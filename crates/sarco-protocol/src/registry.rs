//! Archaeologist registry
//!
//! Tracks every archaeologist's public profile (the terms they will accept
//! a curse under), their free/locked collateral, and their reputation
//! history. Collateral only ever moves through the checked operations here;
//! nothing else writes bond fields.

use std::collections::HashMap;

use serde::{Deserialize, Serialize};

use sarco_core::{Address, Error, Result, SarcoId};

/// Public profile and collateral position of one archaeologist
#[derive(Debug, Clone, PartialEq, Eq, Serialize, Deserialize)]
pub struct ArchaeologistProfile {
    /// Off-chain network identity for key-share transport
    pub peer_id: String,

    /// Lowest per-second digging fee this archaeologist accepts
    pub minimum_digging_fee_per_second: u128,

    /// Longest rewrap interval this archaeologist accepts, in seconds
    pub maximum_rewrap_interval: u64,

    /// Collateral available for new curses or withdrawal
    pub free_bond: u128,

    /// Collateral locked behind active curses, at risk of slashing
    pub cursed_bond: u128,

    /// Sessions where the key was published inside the window
    pub successes: Vec<SarcoId>,

    /// Sessions where this archaeologist was proven to have leaked early
    pub accusals: Vec<SarcoId>,

    /// Sessions swept by clean with this archaeologist in default
    pub cleanups: Vec<SarcoId>,
}

impl ArchaeologistProfile {
    /// Create a fresh profile with no bond
    pub fn new(
        peer_id: String,
        minimum_digging_fee_per_second: u128,
        maximum_rewrap_interval: u64,
    ) -> Self {
        Self {
            peer_id,
            minimum_digging_fee_per_second,
            maximum_rewrap_interval,
            free_bond: 0,
            cursed_bond: 0,
            successes: Vec::new(),
            accusals: Vec::new(),
            cleanups: Vec::new(),
        }
    }

    /// Move `amount` from free to locked bond
    pub fn lock_bond(&mut self, amount: u128) -> Result<()> {
        if self.free_bond < amount {
            return Err(Error::InsufficientFreeBond {
                required: amount,
                available: self.free_bond,
            });
        }
        self.free_bond -= amount;
        self.cursed_bond += amount;
        Ok(())
    }

    /// Move `amount` from locked back to free bond
    pub fn unlock_bond(&mut self, amount: u128) -> Result<()> {
        if self.cursed_bond < amount {
            return Err(Error::InsufficientLockedBond {
                required: amount,
                available: self.cursed_bond,
            });
        }
        self.cursed_bond -= amount;
        self.free_bond += amount;
        Ok(())
    }

    /// Destroy `amount` of locked bond (forfeited collateral)
    pub fn slash_bond(&mut self, amount: u128) -> Result<()> {
        if self.cursed_bond < amount {
            return Err(Error::InsufficientLockedBond {
                required: amount,
                available: self.cursed_bond,
            });
        }
        self.cursed_bond -= amount;
        Ok(())
    }
}

/// Registry of all archaeologist profiles
#[derive(Debug, Clone, Default, Serialize, Deserialize)]
pub struct ArchaeologistRegistry {
    profiles: HashMap<Address, ArchaeologistProfile>,
}

impl ArchaeologistRegistry {
    /// Create an empty registry
    pub fn new() -> Self {
        Self::default()
    }

    /// Whether an archaeologist is registered
    pub fn contains(&self, archaeologist: Address) -> bool {
        self.profiles.contains_key(&archaeologist)
    }

    /// Register a new profile
    pub fn register(
        &mut self,
        archaeologist: Address,
        profile: ArchaeologistProfile,
    ) -> Result<()> {
        if self.profiles.contains_key(&archaeologist) {
            return Err(Error::ArchaeologistAlreadyRegistered(archaeologist));
        }
        self.profiles.insert(archaeologist, profile);
        Ok(())
    }

    /// Get a profile by address
    pub fn get(&self, archaeologist: Address) -> Result<&ArchaeologistProfile> {
        self.profiles
            .get(&archaeologist)
            .ok_or(Error::ArchaeologistNotRegistered(archaeologist))
    }

    /// Get a mutable profile by address
    pub fn get_mut(&mut self, archaeologist: Address) -> Result<&mut ArchaeologistProfile> {
        self.profiles
            .get_mut(&archaeologist)
            .ok_or(Error::ArchaeologistNotRegistered(archaeologist))
    }

    /// Iterate all registered addresses
    pub fn addresses(&self) -> impl Iterator<Item = Address> + '_ {
        self.profiles.keys().copied()
    }

    /// Number of registered archaeologists
    pub fn len(&self) -> usize {
        self.profiles.len()
    }

    /// Whether the registry is empty
    pub fn is_empty(&self) -> bool {
        self.profiles.is_empty()
    }
}
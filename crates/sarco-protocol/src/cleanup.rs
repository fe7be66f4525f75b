//! Cleanup engine
//!
//! The punitive sweep for custodians who neither published nor were
//! accused by the end of the grace period. The embalmer has first claim on
//! the swept funds; after the claim window closes the admin is the
//! backstop and the sweep accrues to the protocol fee pool instead.

use tracing::info;

use sarco_core::{Address, Error, ProtocolEvent, Result, SarcoId, SignerRecovery, Timestamp};

use crate::state::Protocol;
use crate::token::TokenLedger;

impl<T: TokenLedger, R: SignerRecovery> Protocol<T, R> {
    /// Sweep derelict custodians after the grace period
    ///
    /// For every custodian who neither published nor was accused: slash
    /// their locked bond and forfeit their held fee, both into the sweep
    /// total. Runs exactly once per session.
    pub fn clean(&mut self, caller: Address, now: Timestamp, sarco_id: SarcoId) -> Result<()> {
        let config = self.state.config;
        let sarcophagus = self.state.store.get(sarco_id)?;
        if sarcophagus.is_compromised {
            return Err(Error::SarcophagusCompromised(sarco_id));
        }
        if sarcophagus.is_buried() {
            return Err(Error::SarcophagusInactive(sarco_id));
        }
        if sarcophagus.is_cleaned {
            return Err(Error::SarcophagusAlreadyCleaned(sarco_id));
        }

        let earliest = config.publish_window_end(sarcophagus.resurrection_time);
        if now <= earliest {
            return Err(Error::TooEarlyForClean { earliest });
        }
        let claim_end = config.embalmer_claim_end(sarcophagus.resurrection_time);
        let is_embalmer = caller == sarcophagus.embalmer;
        if is_embalmer {
            if now > claim_end {
                return Err(Error::TooLateForEmbalmerClean {
                    window_end: claim_end,
                });
            }
        } else if caller == self.state.admin {
            if now <= claim_end {
                return Err(Error::TooEarlyForAdminClean {
                    window_end: claim_end,
                });
            }
        } else {
            return Err(Error::SenderNotEmbalmerOrAdmin);
        }

        let embalmer = sarcophagus.embalmer;
        let mut defaulters = Vec::new();
        let mut amount_swept: u128 = 0;
        for address in &sarcophagus.archaeologists {
            let record = sarcophagus.cursed(*address)?;
            if record.has_published() || record.is_accused {
                continue;
            }
            let fee_held = record.accrued_digging_fee(
                sarcophagus.resurrection_time,
                sarcophagus.previous_rewrap_time,
            );
            // Forfeited bond plus the matching embalmer-paid fee
            amount_swept += record.cursed_bond_amount + fee_held;
            defaulters.push((*address, record.cursed_bond_amount));
        }

        let snapshot = self.state.clone();

        self.state.store.get_mut(sarco_id)?.is_cleaned = true;
        for (address, bond) in &defaulters {
            self.state.decrease_locked_bond(*address, *bond)?;
            self.state
                .registry
                .get_mut(*address)?
                .cleanups
                .push(sarco_id);
        }
        if !is_embalmer {
            self.state.protocol_fee_pool += amount_swept;
        }
        let defaulter_addresses: Vec<Address> = defaulters.iter().map(|(a, _)| *a).collect();
        self.state.emit(ProtocolEvent::SarcophagusCleaned {
            sarco_id,
            initiator: caller,
            defaulters: defaulter_addresses.clone(),
            amount_swept,
            paid_to_embalmer: is_embalmer,
        });

        if is_embalmer {
            self.transfer_or_rollback(snapshot, embalmer, amount_swept)?;
        }

        info!(
            sarco_id = %sarco_id,
            initiator = %caller,
            defaulters = defaulter_addresses.len(),
            amount_swept,
            "sarcophagus cleaned"
        );
        Ok(())
    }
}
--------------------
● EXERCISE REQUIREMENTS: Would you please repeat exactly the lines above, starting at the line with "of registered archaeologists" and stopping at the line with "if now <= earliest", both included?

● COMPLETED EXERCISE:
    /// Number of registered archaeologists
    pub fn len(&self) -> usize {
        self.profiles.len()
    }

    /// Whether the registry is empty
    pub fn is_empty(&self) -> bool {
        self.profiles.is_empty()
    }
}
filename crates/sarco-protocol/src/cleanup.rs
repository fe7be66f4525f75b
//! Cleanup engine
//!
//! The punitive sweep for custodians who neither published nor were
//! accused by the end of the grace period. The embalmer has first claim on
//! the swept funds; after the claim window closes the admin is the
//! backstop and the sweep accrues to the protocol fee pool instead.

use tracing::info;

use sarco_core::{Address, Error, ProtocolEvent, Result, SarcoId, SignerRecovery, Timestamp};

use crate::state::Protocol;
use crate::token::TokenLedger;

impl<T: TokenLedger, R: SignerRecovery> Protocol<T, R> {
    /// Sweep derelict custodians after the grace period
    ///
    /// For every custodian who neither published nor was accused: slash
    /// their locked bond and forfeit their held fee, both into the sweep
    /// total. Runs exactly once per session.
    pub fn clean(&mut self, caller: Address, now: Timestamp, sarco_id: SarcoId) -> Result<()> {
        let config = self.state.config;
        let sarcophagus = self.state.store.get(sarco_id)?;
        if sarcophagus.is_compromised {
            return Err(Error::SarcophagusCompromised(sarco_id));
        }
        if sarcophagus.is_buried() {
            return Err(Error::SarcophagusInactive(sarco_id));
        }
        if sarcophagus.is_cleaned {
            return Err(Error::SarcophagusAlreadyCleaned(sarco_id));
        }

        let earliest = config.publish_window_end(sarcophagus.resurrection_time);
        if now <= earliest {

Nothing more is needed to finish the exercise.